1. Defining a Unit's "Threat Bubble"

In the above video I outline the basic uses of the concept of threat bubbles in Warhammer 40k, but in case you don't have access to speakers (perhaps because you're reading this while at work -- tsk tsk tsk), or you just prefer plain old text, here's my definition of a threat bubble. Note that I normally think of threat bubbles as being divided into two categories, which is why we have the Shooting Threat Range and the Close Combat Threat Range.

1. Shooting Threat Range: this kind of threat bubble is the combined range (in inches) of a unit's psychic powers, potential movement distance and range of shooting attacks. Put another way, it's:

  • Threat Bubble = range of psychic powers + potential movement distance + range of shooting attacks
For example imagine a group of Grey Knight Terminators with storm-bolters and the Levitation psychic power. Their threat bubble would be: 12" movement in the psychic phase + 6" movement in the movement phase + 24" range in the shooting phase = 42"

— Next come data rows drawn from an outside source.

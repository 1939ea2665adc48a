//! Social security contribution ("trygdeavgift").
//!
//! The contribution base is the income clamped into the configured band:
//!
//! | Income                        | Base          |
//! |-------------------------------|---------------|
//! | below `lower_bound`           | 0             |
//! | `lower_bound ..= upper_bound` | income        |
//! | above `upper_bound`           | `upper_bound` |
//!
//! The amount is `base × rate / 100`, where the rate depends on the
//! [`ContributionClass`] and is scaled by the configured adjustment factor.
//! With `stepped = false` the band is ignored and the full income is used.
//!
//! # Example
//!
//! ```
//! use rust_decimal_macros::dec;
//! use skatt_core::RateConfiguration;
//! use skatt_core::calculations::SocialContributionCalculator;
//! use skatt_core::models::ContributionClass;
//!
//! let config = RateConfiguration::norway_2024();
//! let calculator = SocialContributionCalculator::new(&config.social_contribution);
//!
//! let result = calculator.compute(dec!(500000), ContributionClass::Employee).unwrap();
//! assert_eq!(result.amount, dec!(41000.00));
//! ```

use rust_decimal::Decimal;
use tracing::warn;

use crate::calculations::common::apply_percent;
use crate::error::{TaxError, ensure_non_negative};
use crate::models::{ContributionClass, SocialContributionRates, SocialContributionResult};

/// Calculator for the bracket-clamped social contribution.
#[derive(Debug, Clone, Copy)]
pub struct SocialContributionCalculator<'a> {
    rates: &'a SocialContributionRates,
}

impl<'a> SocialContributionCalculator<'a> {
    pub fn new(rates: &'a SocialContributionRates) -> Self {
        Self { rates }
    }

    /// Computes the contribution on `income`.
    ///
    /// # Errors
    ///
    /// Returns [`TaxError::NegativeAmount`] if `income` is negative.
    pub fn compute(
        &self,
        income: Decimal,
        class: ContributionClass,
    ) -> Result<SocialContributionResult, TaxError> {
        ensure_non_negative("income", income)?;

        let base = self.base(income);
        let rate = self.rate(class);
        let amount = apply_percent(base, rate);

        Ok(SocialContributionResult {
            income,
            base,
            rate,
            amount,
        })
    }

    /// Income clamped into the contribution band.
    pub fn base(
        &self,
        income: Decimal,
    ) -> Decimal {
        if !self.rates.stepped {
            return income;
        }

        if income < self.rates.lower_bound {
            warn!(
                income = %income,
                lower_bound = %self.rates.lower_bound,
                "income below contribution band; no contribution due"
            );
            return Decimal::ZERO;
        }

        income.min(self.rates.upper_bound)
    }

    /// Rate in percent for `class`, after the adjustment factor.
    pub fn rate(
        &self,
        class: ContributionClass,
    ) -> Decimal {
        let statutory = match class {
            ContributionClass::Employee => self.rates.employee_rate,
            ContributionClass::SelfEmployed => self.rates.self_employed_rate,
            ContributionClass::Pensioner => self.rates.pensioner_rate,
        };
        statutory * self.rates.adjustment_factor
    }
}

#[cfg(test)]
mod tests {
    use std::io::{self, Write};
    use std::sync::{Arc, Mutex, MutexGuard};

    use pretty_assertions::assert_eq;
    use rust_decimal_macros::dec;
    use tracing_subscriber::fmt::MakeWriter;

    use super::*;
    use crate::RateConfiguration;

    /// Collects formatted log output in memory.
    #[derive(Clone, Default)]
    struct Captured(Arc<Mutex<Vec<u8>>>);

    struct CapturedWriter<'a>(MutexGuard<'a, Vec<u8>>);

    impl Write for CapturedWriter<'_> {
        fn write(
            &mut self,
            buf: &[u8],
        ) -> io::Result<usize> {
            self.0.extend_from_slice(buf);
            Ok(buf.len())
        }

        fn flush(&mut self) -> io::Result<()> {
            Ok(())
        }
    }

    impl<'a> MakeWriter<'a> for Captured {
        type Writer = CapturedWriter<'a>;

        fn make_writer(&'a self) -> Self::Writer {
            CapturedWriter(self.0.lock().unwrap())
        }
    }

    impl Captured {
        fn output(&self) -> String {
            String::from_utf8_lossy(&self.0.lock().unwrap()).into_owned()
        }
    }

    fn rates() -> SocialContributionRates {
        RateConfiguration::norway_2024().social_contribution
    }

    #[test]
    fn employee_contribution_inside_band() {
        let rates = rates();
        let calculator = SocialContributionCalculator::new(&rates);

        let result = calculator
            .compute(dec!(500000), ContributionClass::Employee)
            .unwrap();

        assert_eq!(result.base, dec!(500000));
        assert_eq!(result.rate, dec!(8.2));
        assert_eq!(result.amount, dec!(41000));
    }

    #[test]
    fn self_employed_contribution_uses_higher_rate() {
        let rates = rates();
        let calculator = SocialContributionCalculator::new(&rates);

        let result = calculator
            .compute(dec!(314000), ContributionClass::SelfEmployed)
            .unwrap();

        assert_eq!(result.amount, dec!(35796));
    }

    #[test]
    fn pensioner_contribution_uses_pension_rate() {
        let rates = rates();
        let calculator = SocialContributionCalculator::new(&rates);

        let result = calculator
            .compute(dec!(100000), ContributionClass::Pensioner)
            .unwrap();

        assert_eq!(result.amount, dec!(5100));
    }

    #[test]
    fn income_below_lower_bound_pays_nothing() {
        let rates = rates();
        let calculator = SocialContributionCalculator::new(&rates);

        let result = calculator
            .compute(dec!(69899.99), ContributionClass::Employee)
            .unwrap();

        assert_eq!(result.base, dec!(0));
        assert_eq!(result.amount, dec!(0));
    }

    #[test]
    fn income_below_lower_bound_logs_a_warning() {
        let captured = Captured::default();
        let subscriber = tracing_subscriber::fmt()
            .with_max_level(tracing::Level::WARN)
            .with_ansi(false)
            .with_writer(captured.clone())
            .finish();
        let _guard = tracing::subscriber::set_default(subscriber);
        let rates = rates();

        SocialContributionCalculator::new(&rates)
            .compute(dec!(50000), ContributionClass::Employee)
            .unwrap();

        let output = captured.output();
        assert!(output.contains("WARN"), "output was: {output}");
        assert!(output.contains("income below contribution band"));
    }

    #[test]
    fn income_at_lower_bound_is_inside_band() {
        let rates = rates();
        let calculator = SocialContributionCalculator::new(&rates);

        let result = calculator
            .compute(dec!(69900), ContributionClass::Employee)
            .unwrap();

        assert_eq!(result.amount, dec!(5731.80));
    }

    #[test]
    fn income_above_upper_bound_is_capped() {
        let rates = rates();
        let calculator = SocialContributionCalculator::new(&rates);

        let just_above = calculator
            .compute(dec!(750001), ContributionClass::Employee)
            .unwrap();
        let far_above = calculator
            .compute(dec!(5000000), ContributionClass::Employee)
            .unwrap();

        assert_eq!(just_above.amount, dec!(61500));
        assert_eq!(far_above.amount, dec!(61500));
    }

    #[test]
    fn contribution_is_non_decreasing_within_band() {
        let rates = rates();
        let calculator = SocialContributionCalculator::new(&rates);

        let mut previous = Decimal::ZERO;
        for income in [dec!(0), dec!(69900), dec!(100000), dec!(400000), dec!(750000), dec!(900000)] {
            let amount = calculator
                .compute(income, ContributionClass::SelfEmployed)
                .unwrap()
                .amount;
            assert!(amount >= previous, "{amount} < {previous} at {income}");
            previous = amount;
        }
    }

    #[test]
    fn non_stepped_mode_ignores_band() {
        let rates = SocialContributionRates {
            stepped: false,
            ..rates()
        };
        let calculator = SocialContributionCalculator::new(&rates);

        let result = calculator
            .compute(dec!(1000000), ContributionClass::Employee)
            .unwrap();

        assert_eq!(result.base, dec!(1000000));
        assert_eq!(result.amount, dec!(82000));
    }

    #[test]
    fn adjustment_factor_scales_rate() {
        let rates = SocialContributionRates {
            adjustment_factor: dec!(0.5),
            ..rates()
        };
        let calculator = SocialContributionCalculator::new(&rates);

        let result = calculator
            .compute(dec!(100000), ContributionClass::Employee)
            .unwrap();

        assert_eq!(result.rate, dec!(4.1));
        assert_eq!(result.amount, dec!(4100));
    }

    #[test]
    fn negative_income_is_rejected() {
        let rates = rates();
        let calculator = SocialContributionCalculator::new(&rates);

        let result = calculator.compute(dec!(-1), ContributionClass::Employee);

        assert_eq!(
            result,
            Err(TaxError::NegativeAmount {
                field: "income",
                value: dec!(-1),
            })
        );
    }
}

2. Close Combat Threat Range: the second kind of threat bubble is usually shorter than the first because assault distances are normally shorter than ranged attacks. In this case the definition is the range of a unit's psychic powers plus the range of it's potential movement, plus the range of it's assault distance. Put another way:
  • Threat Bubble = range of psychic powers + potential movement distance + assault range (normally 2D6)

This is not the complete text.